Abstract
Introduction:
The management of staghorn calculi and complete clearance remains technically challenging. Extracorporeal shockwave lithotripsy, percutaneous nephrolithotomy, or a combination therapy has limited efficacy. The stone-free status may require several sessions of these procedures and might result in considerable morbidity. We had done laparoscopic anatrophic nephrolithotomy for a large staghorn calculi with complete stone clearance in a single operative session with preserved renal function.
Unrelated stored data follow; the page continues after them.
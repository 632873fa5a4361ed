//! Message catalog to constants class pipeline.

use javagen_catalog::{MessageCatalog, discover_message_files, write_properties_file};
use javagen_core::{GenError, GenResult, GeneratorConfig, MESSAGE_CLASS_NAME_KEY, MessageCode};
use serde::Serialize;
use std::path::PathBuf;
use tracing::{debug, error, info, warn};

/// One generated constants class.
#[derive(Debug, Clone, PartialEq, Eq, Serialize)]
#[serde(rename_all = "camelCase")]
pub struct GeneratedClass {
    /// Catalog the class was generated from
    pub catalog: PathBuf,

    /// Fully qualified class name
    pub class_name: String,

    /// Path of the written `.java` file
    pub source_file: PathBuf,

    /// Number of message constants, excluding `BUNDLE`
    pub constants: usize,

    /// Transcoded properties file, when requested
    pub properties_file: Option<PathBuf>,
}

/// A catalog whose generation was abandoned.
#[derive(Debug, Clone, PartialEq, Eq, Serialize)]
#[serde(rename_all = "camelCase")]
pub struct FailedCatalog {
    pub catalog: PathBuf,
    pub error_code: u32,
    pub message: String,
}

/// Outcome of [`generate_message_codes`].
#[derive(Debug, Clone, Default, PartialEq, Eq, Serialize)]
#[serde(rename_all = "camelCase")]
pub struct CodesReport {
    pub generated: Vec<GeneratedClass>,

    /// Configured catalogs that do not exist
    pub missing: Vec<PathBuf>,

    /// Catalogs without a `message-class-name` entry
    pub skipped: Vec<PathBuf>,

    pub failed: Vec<FailedCatalog>,
}

impl CodesReport {
    /// Whether any catalog was processed at all.
    pub fn is_empty(&self) -> bool {
        self.generated.is_empty()
            && self.missing.is_empty()
            && self.skipped.is_empty()
            && self.failed.is_empty()
    }
}

/// Generate one constants class per message catalog.
///
/// Catalogs come from `message_files`, or are discovered in `resources_directory` when
/// that list is empty. Catalogs are processed in order and independently: a missing
/// file, a missing class name, or an unreadable catalog is logged and recorded in the
/// report while the remaining catalogs are still generated. A properties file that
/// cannot be written is recorded as a failure next to the generated class.
///
/// Directory creation failures and identifier problems abort the run.
pub fn generate_message_codes(config: &GeneratorConfig) -> GenResult<CodesReport> {
    let files = if config.message_files.is_empty() {
        discover_message_files(&config.resources_directory)?
    } else {
        config.message_files.clone()
    };

    let mut report = CodesReport::default();

    if files.is_empty() {
        warn!(
            code = %MessageCode::NoMessageFiles,
            "{}",
            MessageCode::NoMessageFiles.format(&[])
        );
        return Ok(report);
    }

    for path in files {
        debug!(path = %path.display(), "Using message file");

        let catalog = match MessageCatalog::load(&path) {
            Ok(catalog) => catalog,
            Err(GenError::MissingInputFile(missing)) => {
                let message = MessageCode::MessageFileNotFound.format(&[&missing.display()]);
                if config.ignore_missing {
                    debug!(code = %MessageCode::MessageFileNotFound, "{message}");
                } else {
                    warn!(code = %MessageCode::MessageFileNotFound, "{message}");
                }
                report.missing.push(missing);
                continue;
            }
            Err(e @ (GenError::Xml { .. } | GenError::Io { .. })) => {
                abandon(&mut report, path, &e);
                continue;
            }
            Err(e) => return Err(e),
        };

        let spec = match catalog.to_artifact() {
            Ok(spec) => spec,
            Err(GenError::MissingRequiredMetadataKey { .. }) => {
                warn!(
                    code = %MessageCode::MissingClassName,
                    "{}",
                    MessageCode::MissingClassName.format(&[&path.display(), &MESSAGE_CLASS_NAME_KEY])
                );
                report.skipped.push(path);
                continue;
            }
            Err(e) => return Err(e),
        };

        let source_file = javagen_java::emit(&spec, &config.generated_sources_directory)?;
        info!(
            code = %MessageCode::SourceGenerated,
            "{}",
            MessageCode::SourceGenerated.format(&[&spec.qualified_name(), &path.display()])
        );

        let properties_file = if config.create_properties_file {
            match write_properties_file(&catalog, &config.properties_output_directory) {
                Ok(written) => {
                    info!(
                        code = %MessageCode::PropertiesWritten,
                        "{}",
                        MessageCode::PropertiesWritten.format(&[&written.display()])
                    );
                    Some(written)
                }
                Err(e @ GenError::Io { .. }) => {
                    abandon(&mut report, path.clone(), &e);
                    None
                }
                Err(e) => return Err(e),
            }
        } else {
            None
        };

        report.generated.push(GeneratedClass {
            catalog: path,
            class_name: spec.qualified_name(),
            source_file,
            constants: spec.entries.len(),
            properties_file,
        });
    }

    Ok(report)
}

fn abandon(report: &mut CodesReport, path: PathBuf, err: &GenError) {
    error!(
        code = %MessageCode::MessageFileUnreadable,
        error_code = err.error_code(),
        "{}",
        MessageCode::MessageFileUnreadable.format(&[&path.display(), err])
    );

    report.failed.push(FailedCatalog {
        catalog: path,
        error_code: err.error_code(),
        message: err.to_string(),
    });
}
In this video presentation, we show our technique of transperitoneal anatrophic nephrolithotomy for staghorn calculi.
Materials and Methods:
A 64-year-old male presented with right flank pain for 6 months duration and fever on and off for 4 months. CT urogram showed right staghorn calculus measuring 5.3 × 4.5 cm (HU up to 797) without hydronephrosis. The patient was taken for right anatrophic nephrolithotomy, right RGP and Double-J were placed before placing the patient in left lateral decubitus position, standard ports were inserted, colon reflected medial after incising peritoneum, kidney was mobilized completely after opening gerota fascia, renal hilum dissected, and clamp applied enbloc using laparoscopic satinsky. Nephrotomy incision was made along the brodels line, PCS opened along the line of incision, and all the calculus removed and placed in an endobag. The parenchymal defect was closed with 1-0 Vicryl using continuous no knotting suture using hemlock clips, stone clearance was confirmed with postoperative X-ray, and Double-J stent was removed after 6 weeks.
Results:
We had done a total of 20 cases of laparoscopic anatrophic nephrolithotomy for staghorn calculus, mean stone size was 5.8 cm, mean blood loss was 150 mL, mean warm ischemia time was 20 minutes, mean operative time was 140 minutes, and there was no intraoperative or postoperative complication. Complete stone clearance was achieved in all cases.
Conclusion:
Laparoscopic anatrophic nephrolithotomy is feasible and a promising alternative for patients with large staghorn calculus, which offers complete stone clearance in a single operative session with minimal morbidity and well-preserved renal function.
No competing financial interests exist.